** Data provided follows **
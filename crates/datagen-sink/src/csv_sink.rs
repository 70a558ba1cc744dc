//! CSV output.

use crate::error::SinkError;
use crate::metrics::{CountingWriter, SinkMetrics};
use crate::RowSink;
use csv::Writer;
use datagen_core::Row;
use std::borrow::Cow;
use std::io::Write;
use std::time::Instant;
use tracing::{debug, info};

/// Writes rows as CSV, one column per output field.
///
/// Values are rendered the way rules see them: structured values as their
/// display name and nulls as empty cells.
pub struct CsvSink<W: Write> {
    writer: Writer<CountingWriter<W>>,
    columns: Vec<String>,
    rows_written: u64,
    started: Instant,
}

impl<W: Write> CsvSink<W> {
    /// Create a sink, writing the header row if requested.
    pub fn new(writer: W, columns: Vec<String>, include_header: bool) -> Result<Self, SinkError> {
        let mut writer = Writer::from_writer(CountingWriter::new(writer));
        if include_header {
            writer.write_record(&columns)?;
        }
        Ok(Self {
            writer,
            columns,
            rows_written: 0,
            started: Instant::now(),
        })
    }

    pub fn columns(&self) -> &[String] {
        &self.columns
    }

    /// Convert a row to a CSV record in column order.
    fn record<'a>(&self, row: &'a Row) -> Vec<Cow<'a, str>> {
        self.columns
            .iter()
            .map(|column| row.get_string(column).unwrap_or_default())
            .collect()
    }
}

impl<W: Write + Send> RowSink for CsvSink<W> {
    fn write_rows(&mut self, rows: &[Row]) -> Result<(), SinkError> {
        for row in rows {
            let record = self.record(row);
            self.writer
                .write_record(record.iter().map(|value| value.as_bytes()))?;
            self.rows_written += 1;
            if self.rows_written % 10000 == 0 {
                debug!("Written {} rows", self.rows_written);
            }
        }
        Ok(())
    }

    fn finish(self: Box<Self>) -> Result<SinkMetrics, SinkError> {
        let Self {
            mut writer,
            rows_written,
            started,
            ..
        } = *self;
        writer.flush()?;
        let counting = writer
            .into_inner()
            .map_err(|e| SinkError::Io(std::io::Error::other(e.to_string())))?;

        let metrics = SinkMetrics {
            rows_written,
            bytes_written: counting.bytes(),
            total_duration: started.elapsed(),
        };
        info!(
            "CSV output complete: {} rows, {} bytes in {:?} ({:.2} rows/sec)",
            metrics.rows_written,
            metrics.bytes_written,
            metrics.total_duration,
            metrics.rows_per_second()
        );
        Ok(metrics)
    }
}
** End of Data provided **
— Task description —
Repeat the data word for word, starting at its first line and stopping after the line that contains "values as their".

— Your response —
filename crates/datagen-sink/src/csv_sink.rs
repository 70a558ba1cc744dc
//! CSV output.

use crate::error::SinkError;
use crate::metrics::{CountingWriter, SinkMetrics};
use crate::RowSink;
use csv::Writer;
use datagen_core::Row;
use std::borrow::Cow;
use std::io::Write;
use std::time::Instant;
use tracing::{debug, info};

/// Writes rows as CSV, one column per output field.
///
/// Values are rendered the way rules see them: structured values as their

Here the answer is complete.